ASSIGNMENT →
All of the records should be given again exactly as they appear.

== == ==

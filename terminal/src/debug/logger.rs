//! File-based logging initialization

use super::config::{DebugConfig, DEFAULT_LOG_LEVEL, LOG_FILE_NAME};
use std::fs;
use tracing_subscriber::{fmt, layer::SubscriberExt, util::SubscriberInitExt, EnvFilter, Layer};

/// Initialize the logging system
///
/// Sets up file-based logging with:
/// - Daily log rotation under `config.log_dir`
/// - Optional stderr mirror for development
/// - Non-blocking writes to prevent UI lag
/// - Panic hook integration for crash logging
///
/// Failure to create the log directory falls back to stderr only.
pub fn init(config: &DebugConfig) {
    let env_filter = EnvFilter::try_new(&config.log_level)
        .unwrap_or_else(|_| EnvFilter::new(DEFAULT_LOG_LEVEL));

    let stderr_layer = config.log_to_stderr.then(|| {
        fmt::layer()
            .with_writer(std::io::stderr)
            .with_target(true)
            .compact()
    });

    let file_layer = match fs::create_dir_all(&config.log_dir) {
        Ok(()) => {
            let file_appender = tracing_appender::rolling::daily(&config.log_dir, LOG_FILE_NAME);
            let (non_blocking, guard) = tracing_appender::non_blocking(file_appender);
            // Keep the guard alive for the lifetime of the program
            std::mem::forget(guard);
            Some(
                fmt::layer()
                    .with_writer(non_blocking)
                    .with_target(true)
                    .with_thread_ids(true)
                    .with_file(true)
                    .with_line_number(true)
                    .with_ansi(false)
                    .boxed(),
            )
        }
        Err(e) => {
            eprintln!("Warning: Failed to create log directory {}: {}", config.log_dir.display(), e);
            None
        }
    };

    // A second init (tests, embedding) keeps the first subscriber.
    let installed = tracing_subscriber::registry()
        .with(env_filter)
        .with(file_layer)
        .with(stderr_layer)
        .try_init()
        .is_ok();

    if installed {
        tracing::info!(
            log_file = %config.log_file().display(),
            log_level = %config.log_level,
            "Logging initialized"
        );
        setup_panic_hook();
    }
}

/// Set up panic hook to log panics with their location
fn setup_panic_hook() {
    let default_panic = std::panic::take_hook();
    std::panic::set_hook(Box::new(move |panic_info| {
        let location = panic_info
            .location()
            .map(|l| format!("{}:{}:{}", l.file(), l.line(), l.column()))
            .unwrap_or_else(|| "unknown location".to_string());

        let message = if let Some(s) = panic_info.payload().downcast_ref::<&str>() {
            s.to_string()
        } else if let Some(s) = panic_info.payload().downcast_ref::<String>() {
            s.clone()
        } else {
            "unknown panic message".to_string()
        };

        let backtrace = std::backtrace::Backtrace::force_capture();
        tracing::error!(location = %location, message = %message, "Application panic");
        tracing::error!(backtrace = %backtrace, "Panic backtrace");

        default_panic(panic_info);
    }));
}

== == ==

ANSWER SECTION →
filename terminal/src/debug/logger.rs
//! File-based logging initialization

use super::config::{DebugConfig, DEFAULT_LOG_LEVEL, LOG_FILE_NAME};
use std::fs;
use tracing_subscriber::{fmt, layer::SubscriberExt, util::SubscriberInitExt, EnvFilter, Layer};

/// Initialize the logging system
///
/// Sets up file-based logging with:
/// - Daily log rotation under `config.log_dir`
/// - Optional stderr mirror for development
/// - Non-blocking writes to prevent UI lag
/// - Panic hook integration for crash logging
///
/// Failure to create the log directory falls back to stderr only.
pub fn init(config: &DebugConfig) {
    let env_filter = EnvFilter::try_new(&config.log_level)
        .unwrap_or_else(|_| EnvFilter::new(DEFAULT_LOG_LEVEL));

    let stderr_layer = config.log_to_stderr.then(|| {
        fmt::layer()
            .with_writer(std::io::stderr)
            .with_target(true)
            .compact()
    });

    let file_layer = match fs::create_dir_all(&config.log_dir) {
        Ok(()) => {
            let file_appender = tracing_appender::rolling::daily(&config.log_dir, LOG_FILE_NAME);
            let (non_blocking, guard) = tracing_appender::non_blocking(file_appender);
            // Keep the guard alive for the lifetime of the program
            std::mem::forget(guard);
            Some(
                fmt::layer()
                    .with_writer(non_blocking)
                    .with_target(true)
                    .with_thread_ids(true)
                    .with_file(true)
                    .with_line_number(true)
                    .with_ansi(false)
                    .boxed(),
            )
        }
        Err(e) => {
            eprintln!("Warning: Failed to create log directory {}: {}", config.log_dir.display(), e);
            None
        }
    };

    // A second init (tests, embedding) keeps the first subscriber.
    let installed = tracing_subscriber::registry()
        .with(env_filter)
        .with(file_layer)
        .with(stderr_layer)
        .try_init()
        .is_ok();

    if installed {
        tracing::info!(
            log_file = %config.log_file().display(),
            log_level = %config.log_level,
            "Logging initialized"
        );
        setup_panic_hook();
    }
}

/// Set up panic hook to log panics with their location
fn setup_panic_hook() {
    let default_panic = std::panic::take_hook();
    std::panic::set_hook(Box::new(move |panic_info| {
        let location = panic_info
            .location()
            .map(|l| format!("{}:{}:{}", l.file(), l.line(), l.column()))
            .unwrap_or_else(|| "unknown location".to_string());

        let message = if let Some(s) = panic_info.payload().downcast_ref::<&str>() {
            s.to_string()
        } else if let Some(s) = panic_info.payload().downcast_ref::<String>() {
            s.clone()
        } else {
            "unknown panic message".to_string()
        };

        let backtrace = std::backtrace::Backtrace::force_capture();
        tracing::error!(location = %location, message = %message, "Application panic");
        tracing::error!(backtrace = %backtrace, "Panic backtrace");

        default_panic(panic_info);
    }));
}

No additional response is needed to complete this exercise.